→ Your task: Set down exactly the lines below, starting at the one that contains "total_items.div_ceil(u64::from(page_size))" and ending at the one that contains "pub fn new(data: Vec<T>, total_items: u64, page: &Page)", with both of those lines included and nothing else.

→ Provided data:

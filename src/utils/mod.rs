pub mod validation;

use bcrypt::{hash, verify};
use serde::{Deserialize, Serialize};
use validator::Validate;

pub fn hash_password(password: &str, cost: u32) -> Result<String, bcrypt::BcryptError> {
    hash(password.as_bytes(), cost)
}

pub fn verify_password(password: &str, hash: &str) -> Result<bool, bcrypt::BcryptError> {
    verify(password.as_bytes(), hash)
}

fn default_page_number() -> u32 {
    1
}

fn default_page_size() -> u32 {
    10
}

/// 分页参数，页码从 1 开始
#[derive(Debug, Clone, Copy, PartialEq, Eq, Serialize, Deserialize, Validate)]
pub struct Page {
    #[serde(default = "default_page_number")]
    #[validate(range(min = 1, message = "page_number must be at least 1"))]
    pub page_number: u32,
    #[serde(default = "default_page_size")]
    #[validate(range(min = 1, max = 100, message = "page_size must be between 1 and 100"))]
    pub page_size: u32,
}

impl Default for Page {
    fn default() -> Self {
        Self {
            page_number: default_page_number(),
            page_size: default_page_size(),
        }
    }
}

impl Page {
    pub fn new(page_number: u32, page_size: u32) -> Self {
        Self {
            page_number,
            page_size,
        }
    }

    pub fn offset(&self) -> u64 {
        u64::from(self.page_number.saturating_sub(1)) * u64::from(self.page_size)
    }

    pub fn limit(&self) -> u64 {
        u64::from(self.page_size)
    }

    /// 对内存中的有序集合取当前页
    pub fn slice<T: Clone>(&self, items: &[T]) -> Vec<T> {
        items
            .iter()
            .skip(self.offset() as usize)
            .take(self.limit() as usize)
            .cloned()
            .collect()
    }
}

pub fn page_count(total_items: u64, page_size: u32) -> u64 {
    if page_size == 0 {
        return 0;
    }
    total_items.div_ceil(u64::from(page_size))
}

/// 分页列表
#[derive(Debug, Clone, PartialEq, Serialize, Deserialize)]
pub struct Paginated<T> {
    pub data: Vec<T>,
    pub page_count: u64,
    pub count: u64,
}

impl<T> Paginated<T> {
    pub fn new(data: Vec<T>, total_items: u64, page: &Page) -> Self {
        Self {
            data,
            page_count: page_count(total_items, page.page_size),
            count: total_items,
        }
    }

    pub fn map<U>(self, f: impl FnMut(T) -> U) -> Paginated<U> {
        Paginated {
            data: self.data.into_iter().map(f).collect(),
            page_count: self.page_count,
            count: self.count,
        }
    }
}

#[cfg(test)]
mod tests {
    use super::*;

    #[test]
    fn page_count_rounds_up() {
        assert_eq!(page_count(25, 10), 3);
        assert_eq!(page_count(30, 10), 3);
        assert_eq!(page_count(0, 10), 0);
        assert_eq!(page_count(1, 10), 1);
    }

    #[test]
    fn last_page_holds_the_remainder() {
        let items: Vec<u32> = (0..25).collect();
        let last = Page::new(3, 10);
        assert_eq!(last.offset(), 20);
        assert_eq!(last.slice(&items), vec![20, 21, 22, 23, 24]);
        assert!(Page::new(4, 10).slice(&items).is_empty());
    }

    #[test]
    fn page_bounds_are_validated() {
        assert!(Page::default().validate().is_ok());
        assert!(Page::new(0, 10).validate().is_err());
        assert!(Page::new(1, 101).validate().is_err());
    }

    #[test]
    fn password_hash_round_trip() {
        let hashed = hash_password("Abcd1234", 4).unwrap();
        assert!(verify_password("Abcd1234", &hashed).unwrap());
        assert!(!verify_password("abcd1234", &hashed).unwrap());
    }
}
use axum::{
    Json,
    extract::{Extension, Query, State},
};
use axum_extra::extract::WithRejection;
use serde_json::json;
use validator::Validate;

use crate::{
    AppState,
    database::{RecipeFilter, UserEntity},
    error::{AppError, AppResult},
    messages::Message,
    result::{ApiResponse, Reply},
    utils::Page,
};

use super::model::{
    self, RecipeCreateRequest, RecipeDetail, RecipeEditRequest, RecipeListQuery, RecipeSummary,
    RecipeUuidQuery,
};

#[axum::debug_handler]
pub async fn create(
    Extension(user): Extension<UserEntity>,
    State(state): State<AppState>,
    WithRejection(Json(req), _): WithRejection<Json<RecipeCreateRequest>, AppError>,
) -> AppResult<Reply<()>> {
    req.validate()?;

    let recipe = model::create(&state, &user, req).await?;

    let message = Message::CreateRecipe {
        title: &recipe.title,
        user: &user.phone_number,
    };
    let response =
        ApiResponse::message(message).with_metadata(json!({ "recipe_uuid": recipe.uuid }));
    Ok(Reply::created(response).logged(&state.log))
}

#[axum::debug_handler]
pub async fn update(
    Extension(user): Extension<UserEntity>,
    State(state): State<AppState>,
    WithRejection(Json(req), _): WithRejection<Json<RecipeEditRequest>, AppError>,
) -> AppResult<Reply<()>> {
    req.validate()?;

    let uuid = req.uuid.to_string();
    model::update(&state, &user, req).await?;

    let message = Message::UpdateRecipe {
        uuid: &uuid,
        user: &user.phone_number,
    };
    Ok(Reply::accepted(ApiResponse::message(message)).logged(&state.log))
}

#[axum::debug_handler]
pub async fn delete(
    Extension(user): Extension<UserEntity>,
    State(state): State<AppState>,
    WithRejection(Query(query), _): WithRejection<Query<RecipeUuidQuery>, AppError>,
) -> AppResult<Reply<()>> {
    model::delete(&state, &user, query.recipe_uuid).await?;

    let uuid = query.recipe_uuid.to_string();
    let message = Message::DeleteRecipe {
        uuid: &uuid,
        user: &user.phone_number,
    };
    Ok(Reply::accepted(ApiResponse::message(message)).logged(&state.log))
}

#[axum::debug_handler]
pub async fn show_all(
    State(state): State<AppState>,
    WithRejection(Query(page), _): WithRejection<Query<Page>, AppError>,
    WithRejection(Query(query), _): WithRejection<Query<RecipeListQuery>, AppError>,
) -> AppResult<Reply<RecipeSummary>> {
    page.validate()?;

    let recipes = model::show_all(&state, RecipeFilter::from(query), page).await?;
    Ok(Reply::ok(ApiResponse::list(recipes)).logged(&state.log))
}

#[axum::debug_handler]
pub async fn show_detail(
    State(state): State<AppState>,
    WithRejection(Query(query), _): WithRejection<Query<RecipeUuidQuery>, AppError>,
) -> AppResult<Reply<RecipeDetail>> {
    let recipe = model::show_detail(&state, query.recipe_uuid).await?;
    Ok(Reply::ok(ApiResponse::query(recipe)).logged(&state.log))
}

→ Answer section:
    total_items.div_ceil(u64::from(page_size))
}

/// 分页列表
#[derive(Debug, Clone, PartialEq, Serialize, Deserialize)]
pub struct Paginated<T> {
    pub data: Vec<T>,
    pub page_count: u64,
    pub count: u64,
}

impl<T> Paginated<T> {
    pub fn new(data: Vec<T>, total_items: u64, page: &Page) -> Self {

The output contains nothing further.